本当に知りたいのは「マニュアルからそれたとき、どう戻ってくるか」

 最初の検討委員会が開かれたのは2007年6月。畑田氏はその直前に、この部署に異動してきたばかりだった。

 異動前の仕事は経産省外局の原子力安全・保安院。畑違いではあったが、原子力関連のトラブルが相次いだ時期に当該部署に所属していたため、当時の経験から「一度のトラブルをいかに企業の中で共有化してその後の事故を防ぐか」という問題意識が強く、失敗学の勉強も進めていたため、スムーズにこの新しい仕事に就くことができた。

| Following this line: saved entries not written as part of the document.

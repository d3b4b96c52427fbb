mod common;

use chainsaw_framework::VecSink;
use chainsaw_framework::config::TimingConfig;
use chainsaw_zeroconf::{
    ConnectionStatus, DiscoveryListener, PROP_FILE_URI, PROP_FORMAT, ReceiverRegistry, ServiceDescriptor,
    ServiceDiscovery, TCP_SERVICE, UDP_SERVICE,
};
use common::{FakeTransport, FlakyFactory, Journal, RecordingFactory, ScriptedProvider, vfs, wait_for};
use std::sync::{Arc, Mutex};
use std::time::Duration;

fn start(transport: &Arc<FakeTransport>) -> ServiceDiscovery {
    ServiceDiscovery::start_with_types(
        transport.clone(),
        &[TCP_SERVICE, UDP_SERVICE],
        Duration::from_secs(1),
    )
    .unwrap()
}

fn file_service(name: &str, uri: &str) -> ServiceDescriptor {
    ServiceDescriptor::new(TCP_SERVICE, name, "10.1.1.1", 4560)
        .with_property(PROP_FILE_URI, uri)
        .with_property(PROP_FORMAT, "LEVEL - MESSAGE")
}

#[derive(Default)]
struct CountingListener {
    resolved: Mutex<Vec<ServiceDescriptor>>,
    removed: Mutex<Vec<String>>,
}

impl DiscoveryListener for CountingListener {
    fn service_resolved(&self, descriptor: &ServiceDescriptor) {
        self.resolved.lock().unwrap().push(descriptor.clone());
    }

    fn service_removed(&self, _service_type: &str, instance_name: &str) {
        self.removed.lock().unwrap().push(instance_name.to_string());
    }
}

#[test]
fn test_resolved_service_is_tracked() {
    let transport = Arc::new(FakeTransport::default());
    let discovery = start(&transport);
    let listener = Arc::new(CountingListener::default());
    discovery.subscribe(listener.clone());

    transport.announce(file_service("billing", "/var/log/billing.log"));
    assert!(wait_for(|| discovery.descriptors().len() == 1));
    assert_eq!(discovery.find("billing").unwrap().port, 4560);
    assert!(wait_for(|| listener.resolved.lock().unwrap().len() == 1));

    transport.withdraw(&file_service("billing", "").key());
    assert!(wait_for(|| !listener.removed.lock().unwrap().is_empty()));
    assert!(discovery.descriptors().is_empty());
    assert_eq!(*listener.removed.lock().unwrap(), vec!["billing".to_string()]);
    discovery.shutdown();
}

#[test]
fn test_re_resolution_updates_in_place() {
    let transport = Arc::new(FakeTransport::default());
    let discovery = start(&transport);

    transport.announce(file_service("billing", "/var/log/billing.log"));
    assert!(wait_for(|| discovery.descriptors().len() == 1));

    transport.update(file_service("billing", "/var/log/billing-2.log"));
    assert!(wait_for(|| {
        discovery
            .find("billing")
            .is_some_and(|d| d.property(PROP_FILE_URI) == Some("/var/log/billing-2.log"))
    }));
    assert_eq!(discovery.descriptors().len(), 1);
    discovery.shutdown();
}

#[test]
fn test_unresolvable_service_is_ignored() {
    let transport = Arc::new(FakeTransport::default());
    let discovery = start(&transport);
    let listener = Arc::new(CountingListener::default());
    discovery.subscribe(listener.clone());

    // a type nobody browses for never reaches the dispatcher
    let stray = ServiceDescriptor::new("_other._tcp.local.", "stray", "10.1.1.9", 1);
    transport.announce(stray);
    std::thread::sleep(Duration::from_millis(100));
    assert!(discovery.descriptors().is_empty());
    assert!(listener.resolved.lock().unwrap().is_empty());
    discovery.shutdown();
}

#[test]
fn test_late_resolution_is_tracked() {
    let transport = Arc::new(FakeTransport::default());
    let discovery = start(&transport);
    let listener = Arc::new(CountingListener::default());
    discovery.subscribe(listener.clone());

    let billing = file_service("billing", "/var/log/billing.log");
    transport.announce_unresolved(&billing.key());
    std::thread::sleep(Duration::from_millis(100));
    assert!(discovery.descriptors().is_empty());

    // details arrive after the resolver gave up
    transport.update(billing.clone());
    assert!(wait_for(|| discovery.descriptors().len() == 1));
    assert!(wait_for(|| listener.resolved.lock().unwrap().len() == 1));

    // the same details again are not news
    transport.update(billing);
    std::thread::sleep(Duration::from_millis(100));
    assert_eq!(listener.resolved.lock().unwrap().len(), 1);
    discovery.shutdown();
}

#[test]
fn test_resolution_overtaken_by_removal_is_dropped() {
    let transport = Arc::new(FakeTransport::default());
    *transport.resolve_delay.lock().unwrap() = Duration::from_millis(300);
    let discovery = start(&transport);
    let listener = Arc::new(CountingListener::default());
    discovery.subscribe(listener.clone());

    let billing = file_service("billing", "/var/log/billing.log");
    transport.announce(billing.clone());
    std::thread::sleep(Duration::from_millis(50));
    transport.withdraw(&billing.key());
    assert!(wait_for(|| listener.removed.lock().unwrap().len() == 1));

    std::thread::sleep(Duration::from_millis(500));
    assert!(discovery.descriptors().is_empty());
    assert!(listener.resolved.lock().unwrap().is_empty());
    discovery.shutdown();
}

#[test]
fn test_auto_connect_on_resolve() {
    let journal = Journal::default();
    let transport = Arc::new(FakeTransport::default());
    let discovery = start(&transport);
    let registry = ReceiverRegistry::builder(Arc::new(VecSink::new()), vfs())
        .source_factory(Arc::new(RecordingFactory {
            journal: journal.clone(),
        }))
        .auto_connect(["billing"])
        .build();
    discovery.subscribe(Arc::new(registry.clone()));

    transport.announce(file_service("billing", "/var/log/billing.log"));
    transport.announce(file_service("search", "/var/log/search.log"));

    assert!(wait_for(|| journal.count("open billing") == 1));
    assert!(wait_for(|| discovery.descriptors().len() == 2));
    assert_eq!(registry.len(), 1);
    assert_eq!(journal.count("open search"), 0);

    discovery.shutdown();
    registry.shutdown();
}

#[test]
fn test_removal_keeps_established_and_drops_pending() {
    let journal = Journal::default();
    let transport = Arc::new(FakeTransport::default());
    let discovery = start(&transport);
    let registry = ReceiverRegistry::builder(Arc::new(VecSink::new()), vfs())
        .source_factory(Arc::new(RecordingFactory {
            journal: journal.clone(),
        }))
        .credential_provider(Arc::new(ScriptedProvider {
            journal: journal.clone(),
            answer: None,
            delay: Duration::ZERO,
            silent: true,
        }))
        .build();
    discovery.subscribe(Arc::new(registry.clone()));

    let established = file_service("billing", "/var/log/billing.log");
    let pending = file_service("vault", "locked://vault.example.com/var/log/vault.log");
    transport.announce(established.clone());
    transport.announce(pending.clone());
    assert!(wait_for(|| discovery.descriptors().len() == 2));

    registry.connect(established.clone()).unwrap();
    registry.connect(pending.clone()).unwrap();
    assert!(wait_for(|| {
        registry
            .connections()
            .iter()
            .any(|c| c.descriptor == established && c.status == ConnectionStatus::Receiving)
    }));
    assert!(wait_for(|| journal.count("prompt") == 1));

    transport.withdraw(&established.key());
    transport.withdraw(&pending.key());
    assert!(wait_for(|| discovery.descriptors().is_empty()));
    assert!(wait_for(|| !registry.is_connected(&pending.key())));
    assert!(registry.is_connected(&established.key()));
    assert_eq!(journal.count("open vault"), 0);

    discovery.shutdown();
    registry.shutdown();
}

#[test]
fn test_removal_keeps_reconnecting_receiver() {
    let journal = Journal::default();
    let registry = ReceiverRegistry::builder(Arc::new(VecSink::new()), vfs())
        .source_factory(Arc::new(FlakyFactory {
            journal: journal.clone(),
        }))
        .timing(TimingConfig {
            poll_interval_secs: 1,
            retry_interval_secs: 1,
        })
        .build();

    let billing = file_service("billing", "/var/log/billing.log");
    registry.connect(billing.clone()).unwrap();
    // opened once, lost the link and is now retrying
    assert!(wait_for(|| journal.count("open billing #2") == 1));
    assert_eq!(journal.count("close billing"), 1);
    assert_eq!(registry.connections()[0].status, ConnectionStatus::Connecting);

    DiscoveryListener::service_removed(&registry, TCP_SERVICE, "billing");
    assert!(registry.is_connected(&billing.key()));

    registry.shutdown();
}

 「いい事例を集めたマニュアルは、想定内のことが起こっている間はとても使いやすいものだが、本当にみんなが知りたいことは『そこからそれた時にどうやって戻ってくるか』だ、と畑村氏から言われました」と畑田氏は語る。失敗事例のデータベースに「後日談を載せる」というのは畑村氏のアイデアであった。

 このプロジェクトには、調査機関として入札に応じた東京商工リサーチが加わり、同社が事務局となって経産省とともに調査方針を立てていくことになった。

手探りのスタート

 経産省は企業支援を行っている役所ではあるが、職員が直接企業から「体験談」を聞く機会は少ない。また、東京商工リサーチのほうは企業の信用調査などを行っている会社だが、民間企業ではなかなか踏み込んで経営危機の話を聞くことは難しい。「失敗話」を聞くノウハウはないまま、手探りのデータベース作りが始まったのだった。